#### ACTION ITEM
The complete set of records below must be repeated precisely as given.

(Stored records)
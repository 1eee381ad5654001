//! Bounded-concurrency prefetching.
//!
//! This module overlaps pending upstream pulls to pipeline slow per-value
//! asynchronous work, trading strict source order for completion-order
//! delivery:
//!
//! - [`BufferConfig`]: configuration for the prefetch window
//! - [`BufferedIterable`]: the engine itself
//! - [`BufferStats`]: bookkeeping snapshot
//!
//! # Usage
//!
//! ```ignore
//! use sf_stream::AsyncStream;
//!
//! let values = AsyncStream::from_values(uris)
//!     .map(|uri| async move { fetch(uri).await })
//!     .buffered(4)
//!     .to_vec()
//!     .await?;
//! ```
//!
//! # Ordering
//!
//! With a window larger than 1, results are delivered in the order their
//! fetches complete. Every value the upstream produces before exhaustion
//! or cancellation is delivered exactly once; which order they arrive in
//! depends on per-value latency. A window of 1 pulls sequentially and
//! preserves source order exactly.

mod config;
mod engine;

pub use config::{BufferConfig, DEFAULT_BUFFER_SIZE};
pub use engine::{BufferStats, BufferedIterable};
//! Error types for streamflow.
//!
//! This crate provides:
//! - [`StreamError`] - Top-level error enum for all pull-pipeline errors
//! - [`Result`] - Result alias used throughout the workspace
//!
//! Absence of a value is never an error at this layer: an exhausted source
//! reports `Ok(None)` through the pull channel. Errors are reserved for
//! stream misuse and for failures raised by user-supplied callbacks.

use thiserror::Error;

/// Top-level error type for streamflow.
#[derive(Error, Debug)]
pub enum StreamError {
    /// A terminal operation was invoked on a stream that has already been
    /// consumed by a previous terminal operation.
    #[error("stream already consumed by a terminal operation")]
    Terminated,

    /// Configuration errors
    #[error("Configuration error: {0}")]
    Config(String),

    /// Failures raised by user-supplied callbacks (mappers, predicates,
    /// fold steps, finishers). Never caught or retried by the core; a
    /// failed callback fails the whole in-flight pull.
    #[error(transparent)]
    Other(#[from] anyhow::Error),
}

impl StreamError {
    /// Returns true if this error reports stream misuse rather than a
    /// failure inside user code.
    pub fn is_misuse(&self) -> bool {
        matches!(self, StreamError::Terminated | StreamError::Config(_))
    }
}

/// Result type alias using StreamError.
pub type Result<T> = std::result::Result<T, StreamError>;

#### SOLUTION TO THIS EXERCISE
repository 1eee381ad5654001
//! Bounded-concurrency prefetching.
//!
//! This module overlaps pending upstream pulls to pipeline slow per-value
//! asynchronous work, trading strict source order for completion-order
//! delivery:
//!
//! - [`BufferConfig`]: configuration for the prefetch window
//! - [`BufferedIterable`]: the engine itself
//! - [`BufferStats`]: bookkeeping snapshot
//!
//! # Usage
//!
//! ```ignore
//! use sf_stream::AsyncStream;
//!
//! let values = AsyncStream::from_values(uris)
//!     .map(|uri| async move { fetch(uri).await })
//!     .buffered(4)
//!     .to_vec()
//!     .await?;
//! ```
//!
//! # Ordering
//!
//! With a window larger than 1, results are delivered in the order their
//! fetches complete. Every value the upstream produces before exhaustion
//! or cancellation is delivered exactly once; which order they arrive in
//! depends on per-value latency. A window of 1 pulls sequentially and
//! preserves source order exactly.

mod config;
mod engine;

pub use config::{BufferConfig, DEFAULT_BUFFER_SIZE};
pub use engine::{BufferStats, BufferedIterable};
//! Error types for streamflow.
//!
//! This crate provides:
//! - [`StreamError`] - Top-level error enum for all pull-pipeline errors
//! - [`Result`] - Result alias used throughout the workspace
//!
//! Absence of a value is never an error at this layer: an exhausted source
//! reports `Ok(None)` through the pull channel. Errors are reserved for
//! stream misuse and for failures raised by user-supplied callbacks.

use thiserror::Error;

/// Top-level error type for streamflow.
#[derive(Error, Debug)]
pub enum StreamError {
    /// A terminal operation was invoked on a stream that has already been
    /// consumed by a previous terminal operation.
    #[error("stream already consumed by a terminal operation")]
    Terminated,

    /// Configuration errors
    #[error("Configuration error: {0}")]
    Config(String),

    /// Failures raised by user-supplied callbacks (mappers, predicates,
    /// fold steps, finishers). Never caught or retried by the core; a
    /// failed callback fails the whole in-flight pull.
    #[error(transparent)]
    Other(#[from] anyhow::Error),
}

impl StreamError {
    /// Returns true if this error reports stream misuse rather than a
    /// failure inside user code.
    pub fn is_misuse(&self) -> bool {
        matches!(self, StreamError::Terminated | StreamError::Config(_))
    }
}

/// Result type alias using StreamError.
pub type Result<T> = std::result::Result<T, StreamError>;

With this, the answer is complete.